Jane just stared for several seconds. "This is crazy. I don't think this place is for amateurs. I'm not even sure we can get down there without a rope."
"It's not that bad," Mae said. She paced several yards in either direction before stopping and pointing. "There's a trail right here."
Lucy and Jane looked where Mae was pointing.
Calling the narrow, ill-defined gap in the trees and brush a trail was giving it way too much credit. It did seem to meander in the general direction they wanted to go, but the terrain still looked dangerously steep.
Jane rolled her eyes. "Maybe a rabbit would call that a trail. I call it an invitation to disaster."
"We have to at least try," Mae said. "I'll go first." She was looking a little pale, but before Jane or Lucy could object, Mae took one sidestep over the edge.
"See," she said, "you just have to take it slow," she lifted her second foot, "an----OH!"

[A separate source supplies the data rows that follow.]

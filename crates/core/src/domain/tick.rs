// Dispatch Tick - the logical unit of "this tenant was due to fire at this time"

use chrono::{DateTime, Timelike, Utc};

use crate::domain::tenant::TenantId;

/// Stable string key for a (tenant, tick) pair, e.g. "2024-01-08T09:30Z"
pub type TickKey = String;

/// One logical scheduled firing instant for a tenant, truncated to schedule
/// resolution (whole minutes - the finest granularity the engine schedules at).
///
/// Two invocations of the handler within the same minute for the same tenant
/// map to the same tick, which is what lets the guard dedupe platform-level
/// duplicate firings.
#[derive(Debug, Clone, PartialEq, Eq)]
pub struct DispatchTick {
    pub tenant_id: TenantId,
    pub fired_at: DateTime<Utc>,
}

impl DispatchTick {
    pub fn new(tenant_id: impl Into<TenantId>, fired_at: DateTime<Utc>) -> Self {
        let truncated = fired_at
            .with_second(0)
            .and_then(|t| t.with_nanosecond(0))
            .unwrap_or(fired_at);
        Self {
            tenant_id: tenant_id.into(),
            fired_at: truncated,
        }
    }

    /// Dedup key at schedule resolution
    pub fn key(&self) -> TickKey {
        self.fired_at.format("%Y-%m-%dT%H:%MZ").to_string()
    }
}
// Enqueue retry logic

use tracing::{info, warn};

/// Retry decision result
#[derive(Debug, PartialEq, Eq)]
pub enum RetryDecision {
    /// Retry the enqueue (with backoff delay in ms)
    Retry(i64),
    /// Attempt ceiling reached
    Exhausted,
}

/// Bounded exponential backoff for transport-level enqueue failures.
///
/// Only the Dispatcher consults this - the producer never retries
/// internally, so the guard's idempotency decision stays in one place.
pub struct RetryPolicy {
    base_delay_ms: i64,
    backoff_factor: f64,
    max_attempts: u32,
}

impl RetryPolicy {
    /// # Arguments
    /// * `base_delay_ms` - Delay before the first retry (default: 1000)
    /// * `backoff_factor` - Multiplier per attempt (default: 2.0)
    /// * `max_attempts` - Total enqueue attempts before dead-lettering
    pub fn new(base_delay_ms: i64, backoff_factor: f64, max_attempts: u32) -> Self {
        Self {
            base_delay_ms,
            backoff_factor,
            max_attempts,
        }
    }

    pub fn max_attempts(&self) -> u32 {
        self.max_attempts
    }

    /// Decide whether to retry after `attempts` failed enqueue attempts.
    ///
    /// Backoff formula: delay = base_delay * factor^(attempts-1), with ±10%
    /// jitter seeded from the tenant id. The jitter factor is constant per
    /// tenant, so successive delays stay strictly increasing while distinct
    /// tenants still spread out.
    pub fn should_retry(&self, tenant_id: &str, attempts: u32) -> RetryDecision {
        if attempts >= self.max_attempts {
            warn!(
                tenant = %tenant_id,
                attempts = attempts,
                max_attempts = self.max_attempts,
                "Max enqueue attempts reached"
            );
            return RetryDecision::Exhausted;
        }

        let exponent = attempts.saturating_sub(1) as i32;
        let base_delay_ms = self.base_delay_ms as f64 * self.backoff_factor.powi(exponent);

        let jitter_seed = tenant_id.chars().map(|c| c as u32).sum::<u32>();
        let jitter_factor = 0.9 + ((jitter_seed % 21) as f64 / 100.0); // 0.9 to 1.1

        let delay_ms = (base_delay_ms * jitter_factor) as i64;

        info!(
            tenant = %tenant_id,
            attempt = attempts,
            max_attempts = self.max_attempts,
            delay_ms = delay_ms,
            "Scheduling enqueue retry"
        );

        RetryDecision::Retry(delay_ms)
    }
}

impl Default for RetryPolicy {
    fn default() -> Self {
        Self::new(1000, 2.0, 3)
    }
}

Her foot slipped out from under her and she started sliding down the hill on her side.
"Shit," Jane said.
"Double shit," Lucy said.
They stared for the several long seconds it took Mae to slide to a halt in an awkward sprawl on top of a laurel bush two thirds of the way down.
"Are you okay?" Lucy called down. Just how guilty would she feel if Mae had something broken?
Mae managed a weak wave but it looked like she was having trouble catching her breath.
Seeing her in distress made Lucy wince. "We have to get down there." She tried to act confident, but she figured they were all going to break their damn fool necks.
Jane nodded. "Let's go." She followed Mae over the edge.
"Be careful. You don't want to wind up on top of her." Lucy stepped off the road. What was a broken neck between friends? Besides, they deserved whatever they got for not being better prepared. Of course, getting better prepared would have taken precious time. Time that Belle might not have.
It wasn't possible to walk down the hill, it was too steep. It required a combination of sliding, crawling and sidestepping, but they finally made it down to Mae's side.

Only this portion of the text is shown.